──────── Extracted records
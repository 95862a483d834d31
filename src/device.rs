//! Capture/Playback device abstraction (spec §4.7, component C7).
//!
//! `cpal` drives real hardware through its own real-time callback thread;
//! the traits here let the audio pipeline (C6) stay agnostic about whether
//! it's talking to a real device or the null fallback used in tests and
//! when no hardware is present.

use std::sync::atomic::{AtomicU32, Ordering};
use std::sync::{Arc, Mutex};

use cpal::traits::{DeviceTrait, HostTrait, StreamTrait};
use cpal::StreamConfig;

use crate::error::{CoreError, Result};

fn gain_to_bits(gain: f32) -> u32 {
    gain.clamp(0.0, 1.0).to_bits()
}

/// A source of captured audio samples, fixed at 48 kHz mono float32
/// (spec §4.6).
pub trait Capture: Send {
    fn initialize(&mut self, sample_rate: u32, channels: u16) -> Result<()>;
    fn start(&mut self) -> Result<()>;
    fn stop(&mut self) -> Result<()>;
    fn set_gain(&self, gain: f32);
    fn get_gain(&self) -> f32;
    /// Install the callback invoked with each captured block. Replaces any
    /// previously installed callback.
    fn set_on_samples(&mut self, callback: Box<dyn Fn(&[f32]) + Send + Sync>);
}

/// A sink that plays back decoded audio samples.
pub trait Playback: Send {
    fn initialize(&mut self, sample_rate: u32, channels: u16) -> Result<()>;
    fn start(&mut self) -> Result<()>;
    fn stop(&mut self) -> Result<()>;
    fn set_gain(&self, gain: f32);
    fn get_gain(&self) -> f32;
    /// Enqueue a block of decoded samples for playback.
    fn push_samples(&self, block: &[f32]);
}

/// Discards every captured sample and never calls its callback; the
/// playback half discards every pushed sample. This is the fallback
/// device used whenever hardware fails to initialize (spec §4.7).
#[derive(Default)]
pub struct NullDevice {
    gain_bits: AtomicU32,
}

impl NullDevice {
    pub fn new() -> Self {
        Self { gain_bits: AtomicU32::new(gain_to_bits(1.0)) }
    }
}

impl Capture for NullDevice {
    fn initialize(&mut self, _sample_rate: u32, _channels: u16) -> Result<()> {
        Ok(())
    }
    fn start(&mut self) -> Result<()> {
        Ok(())
    }
    fn stop(&mut self) -> Result<()> {
        Ok(())
    }
    fn set_gain(&self, gain: f32) {
        self.gain_bits.store(gain_to_bits(gain), Ordering::Relaxed);
    }
    fn get_gain(&self) -> f32 {
        f32::from_bits(self.gain_bits.load(Ordering::Relaxed))
    }
    fn set_on_samples(&mut self, _callback: Box<dyn Fn(&[f32]) + Send + Sync>) {}
}

impl Playback for NullDevice {
    fn initialize(&mut self, _sample_rate: u32, _channels: u16) -> Result<()> {
        Ok(())
    }
    fn start(&mut self) -> Result<()> {
        Ok(())
    }
    fn stop(&mut self) -> Result<()> {
        Ok(())
    }
    fn set_gain(&self, gain: f32) {
        self.gain_bits.store(gain_to_bits(gain), Ordering::Relaxed);
    }
    fn get_gain(&self) -> f32 {
        f32::from_bits(self.gain_bits.load(Ordering::Relaxed))
    }
    fn push_samples(&self, _block: &[f32]) {}
}

/// A `cpal` input device. The capture callback runs on cpal's real-time
/// thread and must never block; it only clamps gain (an atomic load) and
/// forwards to the installed callback.
pub struct CpalCapture {
    device: cpal::Device,
    stream: Option<cpal::Stream>,
    gain_bits: Arc<AtomicU32>,
    on_samples: Arc<Mutex<Option<Box<dyn Fn(&[f32]) + Send + Sync>>>>,
}

// cpal::Stream is conservatively !Send on all platforms, but this struct
// only ever calls play()/pause()/drop on it and never touches
// platform-specific internals directly, so moving it across threads is sound.
unsafe impl Send for CpalCapture {}

impl CpalCapture {
    /// Open the host's default input device, or `Err(Device)` if there is
    /// none — callers fall back to `NullDevice` in that case.
    pub fn default_device() -> Result<Self> {
        let device = cpal::default_host().default_input_device().ok_or_else(|| CoreError::Device("no default input device".into()))?;
        Ok(Self { device, stream: None, gain_bits: Arc::new(AtomicU32::new(gain_to_bits(1.0))), on_samples: Arc::new(Mutex::new(None)) })
    }
}

impl Capture for CpalCapture {
    fn initialize(&mut self, sample_rate: u32, channels: u16) -> Result<()> {
        let config = StreamConfig { channels, sample_rate: cpal::SampleRate(sample_rate), buffer_size: cpal::BufferSize::Default };
        let gain_bits = self.gain_bits.clone();
        let on_samples = self.on_samples.clone();
        let stream = self
            .device
            .build_input_stream(
                &config,
                move |data: &[f32], _| {
                    let gain = f32::from_bits(gain_bits.load(Ordering::Relaxed));
                    let callback = on_samples.lock().unwrap();
                    if let Some(callback) = callback.as_ref() {
                        if gain == 1.0 {
                            callback(data);
                        } else {
                            let scaled: Vec<f32> = data.iter().map(|s| s * gain).collect();
                            callback(&scaled);
                        }
                    }
                },
                |error| tracing::warn!(%error, "capture stream error"),
                None,
            )
            .map_err(|e| CoreError::Device(e.to_string()))?;
        self.stream = Some(stream);
        Ok(())
    }

    fn start(&mut self) -> Result<()> {
        self.stream.as_ref().ok_or_else(|| CoreError::Device("capture not initialized".into()))?.play().map_err(|e| CoreError::Device(e.to_string()))
    }

    fn stop(&mut self) -> Result<()> {
        if let Some(stream) = &self.stream {
            stream.pause().map_err(|e| CoreError::Device(e.to_string()))?;
        }
        Ok(())
    }

    fn set_gain(&self, gain: f32) {
        self.gain_bits.store(gain_to_bits(gain), Ordering::Relaxed);
    }

    fn get_gain(&self) -> f32 {
        f32::from_bits(self.gain_bits.load(Ordering::Relaxed))
    }

    fn set_on_samples(&mut self, callback: Box<dyn Fn(&[f32]) + Send + Sync>) {
        *self.on_samples.lock().unwrap() = Some(callback);
    }
}

/// A `cpal` output device. `push_samples` is called from async/network
/// code and only needs to hand samples to the ring buffer the output
/// callback drains — never the other way around.
pub struct CpalPlayback {
    device: cpal::Device,
    stream: Option<cpal::Stream>,
    gain_bits: Arc<AtomicU32>,
    queue: Arc<parking_lot::Mutex<std::collections::VecDeque<f32>>>,
}

// See the Send impl for CpalCapture above — same reasoning applies here.
unsafe impl Send for CpalPlayback {}

impl CpalPlayback {
    pub fn default_device() -> Result<Self> {
        let device = cpal::default_host().default_output_device().ok_or_else(|| CoreError::Device("no default output device".into()))?;
        Ok(Self { device, stream: None, gain_bits: Arc::new(AtomicU32::new(gain_to_bits(1.0))), queue: Arc::new(parking_lot::Mutex::new(std::collections::VecDeque::new())) })
    }
}

impl Playback for CpalPlayback {
    fn initialize(&mut self, sample_rate: u32, channels: u16) -> Result<()> {
        let config = StreamConfig { channels, sample_rate: cpal::SampleRate(sample_rate), buffer_size: cpal::BufferSize::Default };
        let gain_bits = self.gain_bits.clone();
        let queue = self.queue.clone();
        let stream = self
            .device
            .build_output_stream(
                &config,
                move |out: &mut [f32], _| {
                    let gain = f32::from_bits(gain_bits.load(Ordering::Relaxed));
                    let mut queue = queue.lock();
                    for slot in out.iter_mut() {
                        *slot = queue.pop_front().map(|s| s * gain).unwrap_or(0.0);
                    }
                },
                |error| tracing::warn!(%error, "playback stream error"),
                None,
            )
            .map_err(|e| CoreError::Device(e.to_string()))?;
        self.stream = Some(stream);
        Ok(())
    }

    fn start(&mut self) -> Result<()> {
        self.stream.as_ref().ok_or_else(|| CoreError::Device("playback not initialized".into()))?.play().map_err(|e| CoreError::Device(e.to_string()))
    }

    fn stop(&mut self) -> Result<()> {
        if let Some(stream) = &self.stream {
            stream.pause().map_err(|e| CoreError::Device(e.to_string()))?;
        }
        Ok(())
    }

    fn set_gain(&self, gain: f32) {
        self.gain_bits.store(gain_to_bits(gain), Ordering::Relaxed);
    }

    fn get_gain(&self) -> f32 {
        f32::from_bits(self.gain_bits.load(Ordering::Relaxed))
    }

    fn push_samples(&self, block: &[f32]) {
        const MAX_QUEUED: usize = 48_000; // ~1s at 48kHz mono (spec §4.6)
        let mut queue = self.queue.lock();
        queue.extend(block.iter().copied());
        while queue.len() > MAX_QUEUED {
            queue.pop_front();
        }
    }
}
────────────────
### Task requirements
Where in the listing does the string "initialized" appear? Copy every line that has it.

### Response box
        self.stream.as_ref().ok_or_else(|| CoreError::Device("capture not initialized".into()))?.play().map_err(|e| CoreError::Device(e.to_string()))
        self.stream.as_ref().ok_or_else(|| CoreError::Device("playback not initialized".into()))?.play().map_err(|e| CoreError::Device(e.to_string()))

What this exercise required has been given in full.